Repeat exactly the lines from the start of the material below up to and including the "held by the" line.

*** Begin section ***

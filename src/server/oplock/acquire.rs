use std::sync::Arc;

use smb_core::logging::{debug, warn};

use crate::protocol::oplock_break::SMBOplockLevel;
use crate::server::oplock::grant::{SMBExclusiveToken, SMBOplockAcquisition, SMBOplockDialect, SMBOplockGrant};
use crate::server::oplock::SMBOplockManager;
use crate::server::open::Open;
use crate::server::request::{SMBOpenOplockArgs, SMBOplockRequest};
use crate::server::resource::SMBOplockResource;
use crate::server::session::Session;

impl<O: Open> SMBOplockManager<O> {
    /// Decide and record the oplock granted to a new open.
    ///
    /// Clients ask for exclusive or batch but may only get level II or none:
    /// - a solitary open gets what it asked for;
    /// - with other opens around, level II is granted if the open command and
    ///   the session both allow it, no exclusive grant exists and no
    ///   byte-range lock conflicts; otherwise none.
    ///
    /// When something is granted the resource stays exclusively held by the
    /// returned token until the create response is on the wire and the token
    /// is passed to [`complete_acquire`](Self::complete_acquire).
    pub async fn acquire(&self, request: &SMBOplockRequest, args: &SMBOpenOplockArgs, resource: &Arc<SMBOplockResource<O>>, open: &Arc<O>) -> SMBOplockAcquisition {
        let requested = args.requested_level();
        if !self.config.enabled()
            || requested == SMBOplockLevel::None
            || (requested == SMBOplockLevel::Batch && resource.is_named_stream()) {
            return SMBOplockAcquisition::none();
        }

        let mut state = self.lock_state(resource, request.exclusive()).await;
        let session = open.session();
        let session_level_ii = session.as_ref().is_some_and(|session| session.level_ii_oplocks());

        let mut level = requested;
        let shared = args.other_opens()
            || !state.is_empty()
            || !self.config.exclusive_oplocks()
            || args.force_level_2_oplock();
        if shared {
            if !args.level_ii_allowed()
                || !session_level_ii
                || state.exclusive_grant().is_some()
                || args.range_locks() {
                debug!(path = resource.path(), ?requested, "level II oplock not allowed");
                return SMBOplockAcquisition::none();
            }
            level = SMBOplockLevel::II;
        }

        // Breaks for this grant may have to go out after the session is gone,
        // so the dialect is fixed now. Without a session it can't be known.
        let Some(session) = session else {
            warn!(path = resource.path(), "no session to derive oplock dialect from");
            return SMBOplockAcquisition::none();
        };
        if open.oplock().is_granted() || state.holds(open) {
            warn!(path = resource.path(), file_id = ?open.file_id(), "open already holds an oplock");
            return SMBOplockAcquisition::none();
        }
        let dialect = SMBOplockDialect::for_protocol(session.protocol(), args.level_ii_allowed() && session_level_ii);

        if let Err(e) = self.insert_grant(&mut state, resource, open, SMBOplockGrant::new(level, dialect)) {
            warn!(path = resource.path(), %e, "no oplock granted");
            return SMBOplockAcquisition::none();
        }

        let token = SMBExclusiveToken::new();
        state.exclusive_owner = Some(token.id());
        debug!(path = resource.path(), file_id = ?open.file_id(), ?level, ?dialect, message_id = request.message_id(), "oplock granted");
        SMBOplockAcquisition::granted(level, token)
    }
}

*** End section ***

> [Result of the task]
filename src/server/oplock/acquire.rs
use std::sync::Arc;

use smb_core::logging::{debug, warn};

use crate::protocol::oplock_break::SMBOplockLevel;
use crate::server::oplock::grant::{SMBExclusiveToken, SMBOplockAcquisition, SMBOplockDialect, SMBOplockGrant};
use crate::server::oplock::SMBOplockManager;
use crate::server::open::Open;
use crate::server::request::{SMBOpenOplockArgs, SMBOplockRequest};
use crate::server::resource::SMBOplockResource;
use crate::server::session::Session;

impl<O: Open> SMBOplockManager<O> {
    /// Decide and record the oplock granted to a new open.
    ///
    /// Clients ask for exclusive or batch but may only get level II or none:
    /// - a solitary open gets what it asked for;
    /// - with other opens around, level II is granted if the open command and
    ///   the session both allow it, no exclusive grant exists and no
    ///   byte-range lock conflicts; otherwise none.
    ///
    /// When something is granted the resource stays exclusively held by the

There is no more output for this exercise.